_RECORDS SHOWN:_

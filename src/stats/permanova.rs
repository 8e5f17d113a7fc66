//! PERMANOVA: permutational multivariate analysis of variance.
//!
//! Partitions squared distances into among-group and within-group sums of
//! squares and reports the pseudo-F ratio
//! `F = (s_A / (a - 1)) / (s_W / (N - a))`.

use super::anosim::check_sizes;
use super::permutation::{permutation_test, PermutationConfig, PermutationOutcome, Permute, TestStatistic};
use crate::data::{DistanceMatrix, Grouping};
use crate::error::Result;

/// Pseudo-F statistic over a fixed distance matrix.
#[derive(Debug, Clone)]
pub struct Permanova<'a> {
    grouping: &'a Grouping,
    /// Squared strict lower triangle, row by row.
    squared: Vec<f64>,
    group_sizes: Vec<usize>,
    s_total: f64,
    n: usize,
}

impl<'a> Permanova<'a> {
    pub fn new(dm: &DistanceMatrix, grouping: &'a Grouping) -> Result<Self> {
        check_sizes(dm, grouping)?;
        let n = dm.n_samples();
        let squared: Vec<f64> = dm.lower_triangle().iter().map(|d| d * d).collect();
        let s_total = squared.iter().sum::<f64>() / n as f64;
        Ok(Self {
            grouping,
            squared,
            group_sizes: grouping.group_sizes(),
            s_total,
            n,
        })
    }
}

impl TestStatistic for Permanova<'_> {
    fn n_samples(&self) -> usize {
        self.n
    }

    fn statistic(&self, order: &[usize]) -> f64 {
        let labels = self.grouping.labels();
        let mut s_within = 0.0;
        let mut idx = 0;
        for i in 1..self.n {
            for j in 0..i {
                let g = labels[order[i]];
                if g == labels[order[j]] {
                    s_within += self.squared[idx] / self.group_sizes[g] as f64;
                }
                idx += 1;
            }
        }

        let s_among = self.s_total - s_within;
        let a = self.group_sizes.len() as f64;
        let n = self.n as f64;
        (s_among / (a - 1.0)) / (s_within / (n - a))
    }
}

/// PERMANOVA pseudo-F statistic.
///
/// Group counts are not validated: one group, or one sample per group, gives
/// a NaN or infinite ratio.
pub fn permanova(dm: &DistanceMatrix, grouping: &Grouping) -> Result<f64> {
    let test = Permanova::new(dm, grouping)?;
    Ok(test.statistic(&(0..test.n).collect::<Vec<_>>()))
}

/// PERMANOVA with a permutation p-value from an explicit permutation strategy.
///
/// A NaN statistic (see [`permanova`]) comes back with the smallest possible p-value,
/// `1 / (n_permutations + 1)`, not a meaningful one.
pub fn permanova_test<P: Permute + ?Sized>(
    dm: &DistanceMatrix,
    grouping: &Grouping,
    n_permutations: usize,
    permuter: &mut P,
) -> Result<PermutationOutcome> {
    let test = Permanova::new(dm, grouping)?;
    Ok(permutation_test(&test, n_permutations, permuter))
}

/// PERMANOVA with a seeded permutation p-value.
pub fn permanova_with_config(
    dm: &DistanceMatrix,
    grouping: &Grouping,
    config: &PermutationConfig,
) -> Result<PermutationOutcome> {
    let test = Permanova::new(dm, grouping)?;
    Ok(config.run(&test))
}
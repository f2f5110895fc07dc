use std::collections::HashMap;
use std::fmt;

use super::manager::DatabaseError;

/// Every record type reachable through `/api/{model}`
#[derive(Debug, Clone, Copy, PartialEq, Eq, Hash)]
pub enum ModelKind {
    Customer,
    User,
    Admin,
    Tech,
    Job,
    TimeCard,
    Expense,
}

impl ModelKind {
    pub const ALL: [ModelKind; 7] = [
        ModelKind::Customer,
        ModelKind::User,
        ModelKind::Admin,
        ModelKind::Tech,
        ModelKind::Job,
        ModelKind::TimeCard,
        ModelKind::Expense,
    ];

    /// Canonical path segment, also the table name
    pub fn table(self) -> &'static str {
        match self {
            ModelKind::Customer => "customer",
            ModelKind::User => "user",
            ModelKind::Admin => "admin",
            ModelKind::Tech => "tech",
            ModelKind::Job => "job",
            ModelKind::TimeCard => "timecard",
            ModelKind::Expense => "expense",
        }
    }
}

impl fmt::Display for ModelKind {
    fn fmt(&self, f: &mut fmt::Formatter<'_>) -> fmt::Result {
        f.write_str(self.table())
    }
}

/// Immutable name → record type table, built once at startup
#[derive(Debug, Clone)]
pub struct ModelRegistry {
    entries: HashMap<&'static str, ModelKind>,
}

impl ModelRegistry {
    pub fn new() -> Self {
        let mut entries: HashMap<&'static str, ModelKind> =
            ModelKind::ALL.iter().map(|kind| (kind.table(), *kind)).collect();
        // Older clients still address users as employees
        entries.insert("employee", ModelKind::User);
        Self { entries }
    }

    /// Exact, case-sensitive lookup of a path segment
    pub fn resolve(&self, name: &str) -> Result<ModelKind, DatabaseError> {
        self.entries
            .get(name)
            .copied()
            .ok_or_else(|| DatabaseError::UnknownModel(name.to_string()))
    }

    pub fn names(&self) -> impl Iterator<Item = &'static str> + '_ {
        self.entries.keys().copied()
    }
}

impl Default for ModelRegistry {
    fn default() -> Self {
        Self::new()
    }
}

/// Run `$body` with `$model` bound as a type alias for the record type behind `$kind`.
///
/// ```ignore
/// let rows = with_model!(kind, M => to_json(gateway.list::<M>().await?))?;
/// ```
#[macro_export]
macro_rules! with_model {
    ($kind:expr, $model:ident => $body:expr) => {{
        use $crate::database::models as __models;
        use $crate::database::registry::ModelKind as __Kind;
        match $kind {
            __Kind::Customer => {
                type $model = __models::Customer;
                $body
            }
            __Kind::User => {
                type $model = __models::User;
                $body
            }
            __Kind::Admin => {
                type $model = __models::Admin;
                $body
            }
            __Kind::Tech => {
                type $model = __models::Tech;
                $body
            }
            __Kind::Job => {
                type $model = __models::Job;
                $body
            }
            __Kind::TimeCard => {
                type $model = __models::TimeCard;
                $body
            }
            __Kind::Expense => {
                type $model = __models::Expense;
                $body
            }
        }
    }};
}

#[cfg(test)]
mod tests {
    use super::*;
    use crate::database::models::Model;

    #[test]
    fn resolves_every_registered_key() {
        let registry = ModelRegistry::new();
        for (name, kind) in [
            ("customer", ModelKind::Customer),
            ("user", ModelKind::User),
            ("employee", ModelKind::User),
            ("admin", ModelKind::Admin),
            ("tech", ModelKind::Tech),
            ("job", ModelKind::Job),
            ("timecard", ModelKind::TimeCard),
            ("expense", ModelKind::Expense),
        ] {
            assert_eq!(registry.resolve(name).unwrap(), kind, "key {}", name);
        }
        assert_eq!(registry.names().count(), 8);
    }

    #[test]
    fn lookup_is_case_sensitive() {
        let registry = ModelRegistry::new();
        assert!(matches!(registry.resolve("Customer"), Err(DatabaseError::UnknownModel(_))));
        assert!(matches!(registry.resolve("TimeCard"), Err(DatabaseError::UnknownModel(_))));
        assert!(matches!(registry.resolve("invoice"), Err(DatabaseError::UnknownModel(_))));
        assert!(matches!(registry.resolve(""), Err(DatabaseError::UnknownModel(_))));
    }

    #[test]
    fn dispatch_reaches_the_matching_type() {
        for kind in ModelKind::ALL {
            let table = crate::with_model!(kind, M => <M as Model>::TABLE);
            assert_eq!(table, kind.table());
        }
    }
}
pub mod commands;

use clap::{Parser, Subcommand};
use serde::{Deserialize, Serialize};

use crate::config::AppConfig;
use crate::database::DatabaseManager;

#[derive(Parser)]
#[command(name = "fieldops")]
#[command(about = "Field Ops CLI - database bootstrap and account seeding")]
#[command(version)]
pub struct Cli {
    #[arg(long, global = true, help = "Output in JSON format")]
    pub json: bool,

    #[command(subcommand)]
    pub command: Commands,
}

#[derive(Subcommand)]
pub enum Commands {
    #[command(name = "init-db", about = "Create any missing record tables")]
    InitDb,

    #[command(name = "create-user", about = "Seed a user account with a hashed password")]
    CreateUser(commands::user::CreateUserArgs),

    #[command(about = "Mint a bearer token for an existing user")]
    Token {
        #[arg(long, help = "User id to put in the token subject")]
        user_id: i64,
    },
}

#[derive(Debug, Clone, Copy, Serialize, Deserialize)]
pub enum OutputFormat {
    Text,
    Json,
}

impl OutputFormat {
    pub fn from_cli(cli: &Cli) -> Self {
        if cli.json {
            OutputFormat::Json
        } else {
            OutputFormat::Text
        }
    }
}

pub async fn run(cli: Cli) -> anyhow::Result<()> {
    let output_format = OutputFormat::from_cli(&cli);
    let config = AppConfig::from_env();
    config.validate()?;
    let pool = DatabaseManager::connect(&config).await?;

    let result = match cli.command {
        Commands::InitDb => commands::db::init(&pool, output_format).await,
        Commands::CreateUser(args) => commands::user::create(&config, &pool, args, output_format).await,
        Commands::Token { user_id } => commands::token::mint(&config, &pool, user_id, output_format).await,
    };

    pool.close().await;
    result
}

pub(crate) fn print_value(value: &serde_json::Value, output_format: OutputFormat) -> anyhow::Result<()> {
    match output_format {
        OutputFormat::Json => println!("{}", serde_json::to_string_pretty(value)?),
        OutputFormat::Text => {
            if let Some(map) = value.as_object() {
                for (key, v) in map {
                    match v {
                        serde_json::Value::String(s) => println!("{}: {}", key, s),
                        other => println!("{}: {}", key, other),
                    }
                }
            } else {
                println!("{}", value);
            }
        }
    }
    Ok(())
}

_TASK DESCRIPTION:_ Go through the data above and copy each line in which "struct" appears.

_EXERCISE RESULT:_
pub struct Permanova<'a> {
pub struct ModelRegistry {
pub struct Cli {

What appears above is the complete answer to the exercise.